Director: Pradipta Bhattacharyya
Cast: Ritwick Chakraborty, Jyotika Jyoti, Rahul Banerjee, Aparajita Ghosh Das, Sayan Ghosh
In an interview, filmmaker Pradipta Bhattacharyya had said that he had read Sarat Chandra Chattopadhyay's Srikanta multiple times in school, but never revisited it, because he wanted to retain the effect it had had on his mind back then. He didn't want to base the film on how the text actually is, but rather how he remembers it. Rajlokhi O Srikanto seems suffused by the flights of fancy as well as the grown up stuff of a young adult mind, fan-fiction, if you may, that might be rooted in adolescence.

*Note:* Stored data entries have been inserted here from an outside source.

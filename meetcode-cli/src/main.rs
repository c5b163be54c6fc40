use anyhow::Result;
use clap::{Parser, Subcommand};
use tracing_subscriber::EnvFilter;

mod commands;
mod config;

use config::ConfigLoader;

#[derive(Parser)]
#[command(name = "meetcode", about = "WebRTC signaling relay for meeting rooms")]
#[command(version, propagate_version = true)]
struct Cli {
    #[command(subcommand)]
    command: Commands,

    /// Verbose output
    #[arg(short, long, global = true)]
    verbose: bool,
}

#[derive(Subcommand)]
enum Commands {
    /// Manage configuration
    Config(commands::config::ConfigArgs),
    /// Run the signaling server
    Serve(commands::serve::ServeArgs),
}

#[tokio::main]
async fn main() -> Result<()> {
    let cli = Cli::parse();
    let config = ConfigLoader::load()?;

    tracing_subscriber::fmt()
        .with_env_filter(log_filter(cli.verbose, &config.logging.level))
        .init();

    match cli.command {
        Commands::Config(args) => commands::config::run(args, &config),
        Commands::Serve(args) => commands::serve::run(args, config).await,
    }
}

/// `--verbose` beats `RUST_LOG`, which beats the configured level
fn log_filter(verbose: bool, configured: &str) -> EnvFilter {
    if verbose {
        return EnvFilter::new("debug");
    }
    EnvFilter::try_from_default_env().unwrap_or_else(|_| EnvFilter::new(configured))
}
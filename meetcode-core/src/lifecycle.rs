//! Connection lifecycle
//!
//! Runs the read loop of one connection: each inbound frame is routed to
//! completion before the next is read. When the loop ends, for whatever
//! reason, the connection is detached from the room it last joined.

use std::fmt::Display;
use std::sync::Arc;

use futures::{Stream, StreamExt};
use tokio_util::sync::CancellationToken;
use tracing::{debug, info, warn};

use crate::connection::ConnectionHandle;
use crate::router::{SessionBinding, SignalingRouter};
use crate::session::SessionRegistry;

/// Why a connection's read loop ended
#[derive(Debug, Clone, Copy, PartialEq, Eq)]
pub enum DisconnectReason {
    /// The peer closed the stream
    Closed,
    /// Reading from the transport failed
    ReadError,
    /// The connection or the whole server was shut down
    Cancelled,
    /// The relay dropped the connection because frames could not be delivered
    Dropped,
}

/// Owns a connection's room binding and releases it exactly once
struct ConnectionScope {
    router: SignalingRouter,
    handle: ConnectionHandle,
    binding: SessionBinding,
}

impl ConnectionScope {
    async fn release(mut self) {
        if let Some(session_id) = self.binding.take_joined() {
            self.router.detach(&session_id, &self.handle).await;
        }
    }
}

impl Drop for ConnectionScope {
    // Only reached with a binding left when the read loop future was dropped
    // mid-flight (task abort); detach in the background.
    fn drop(&mut self) {
        let Some(session_id) = self.binding.take_joined() else {
            return;
        };
        let Ok(runtime) = tokio::runtime::Handle::try_current() else {
            return;
        };
        let router = self.router.clone();
        let handle = self.handle.clone();
        runtime.spawn(async move {
            router.detach(&session_id, &handle).await;
        });
    }
}

/// Binds connections to rooms for their whole lifetime
#[derive(Clone)]
pub struct SessionLifecycleManager {
    router: SignalingRouter,
}

impl SessionLifecycleManager {
    pub fn new(registry: Arc<SessionRegistry>) -> Self {
        Self {
            router: SignalingRouter::new(registry),
        }
    }

    /// Run the read loop for one connection until it ends
    ///
    /// `hint` is the room reference from the connection target. `inbound`
    /// yields the peer's text frames. The loop stops when the stream ends,
    /// a read fails, `cancel` fires, or the handle's own token is cancelled
    /// because its outbound queue overflowed.
    pub async fn run<S, E>(
        &self,
        hint: &str,
        handle: ConnectionHandle,
        mut inbound: S,
        cancel: CancellationToken,
    ) -> DisconnectReason
    where
        S: Stream<Item = Result<String, E>> + Unpin,
        E: Display,
    {
        let mut scope = ConnectionScope {
            router: self.router.clone(),
            handle,
            binding: SessionBinding::new(hint),
        };
        let connection_id = scope.handle.id();
        let dropped = scope.handle.cancel_token();
        info!(%connection_id, session_id = %scope.binding.hint(), "Connection opened");

        let reason = loop {
            let next = tokio::select! {
                biased;
                _ = cancel.cancelled() => break DisconnectReason::Cancelled,
                _ = dropped.cancelled() => break DisconnectReason::Dropped,
                next = inbound.next() => next,
            };

            match next {
                None => break DisconnectReason::Closed,
                Some(Err(e)) => {
                    warn!(%connection_id, error = %e, "Failed to read message");
                    break DisconnectReason::ReadError;
                }
                Some(Ok(text)) => {
                    if let Err(e) = self
                        .router
                        .route_text(&scope.handle, &mut scope.binding, &text)
                        .await
                    {
                        warn!(%connection_id, error = %e, "Dropped message");
                    }
                }
            }
        };

        let last_session = scope.binding.joined().cloned();
        scope.release().await;
        match last_session {
            Some(session_id) => {
                info!(%connection_id, %session_id, ?reason, "Connection closed");
            }
            None => debug!(%connection_id, ?reason, "Connection closed before joining"),
        }

        reason
    }
}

Bhattacharyya makes playful departures from the source material. His modern day Srikanto (Ritwick Chakraborty) leaves his corporate job and sets off for Ayodhya hills in Purulia, where his rich friend Hukum Chand (Rahul Banerjee) are camping with his hunting party.
He hooks up Indra da (an effective Sayan Ghosh), and Annada Di (perfectly cast Aparajita Ghosh Das), two of Srikanto's favourite people when he was a boy growing up in Nischindipur, a place which has its own mysteries. In the original text, the two are not romantically linked.
Bhattacharyya, who is also a film editor, masterfully cuts back and forth between Srikanto's past and present. Small things trigger Srikanto's memories — not all of them are good.
Chakraborty plays a bohemian who has a problem with corporate culture and authority, but at the same time needs Hukum's hospitality. He will soon find out that Hukum's girlfriend, the courtesan from Bangladesh, Pyari bai (Jyotika Jyoti), is in fact his schoolmate and old love, Rajlokhi.
Bhattacharyya's films are so free from genre or design that it's difficult to put them under a label — although he has a name for it: Aschorjo Bastob (Wonder Real)
It's at this point that Bhattacharyya completely takes off on his own. Rajlokhi O Srikanto becomes a story of star-crossed lovers, and there is the eternal question that hangs over their fate: Will they live happily ever after? It's a theme that has been tackled by the director in his feature length telefilm Pinky I Love you. But what he does here with a mind bender of a third act goes beyond the wide blue yonder. I don't want to spoil it for you, but it's an ending that will add up in its own eerie way.
Bhattacharyya's films are so free from genre or design that it's difficult to put them under a label — although he has a name for it: Aschorjo Bastob (Wonder Real). There are songs. There are the less explored landscapes of West Bengal. There is the hero, and his friend. The sudden, out-of-the-blue bad trips. The stories are always fascinating, strange, sometimes bordering on the supernatural, but not quite. There is humour as well as a deep romanticism.
Considering that Rajlokhi O Srikanto is adapted from a classic text, it's laudable that Bhattacharyya has made a film that is very much his own.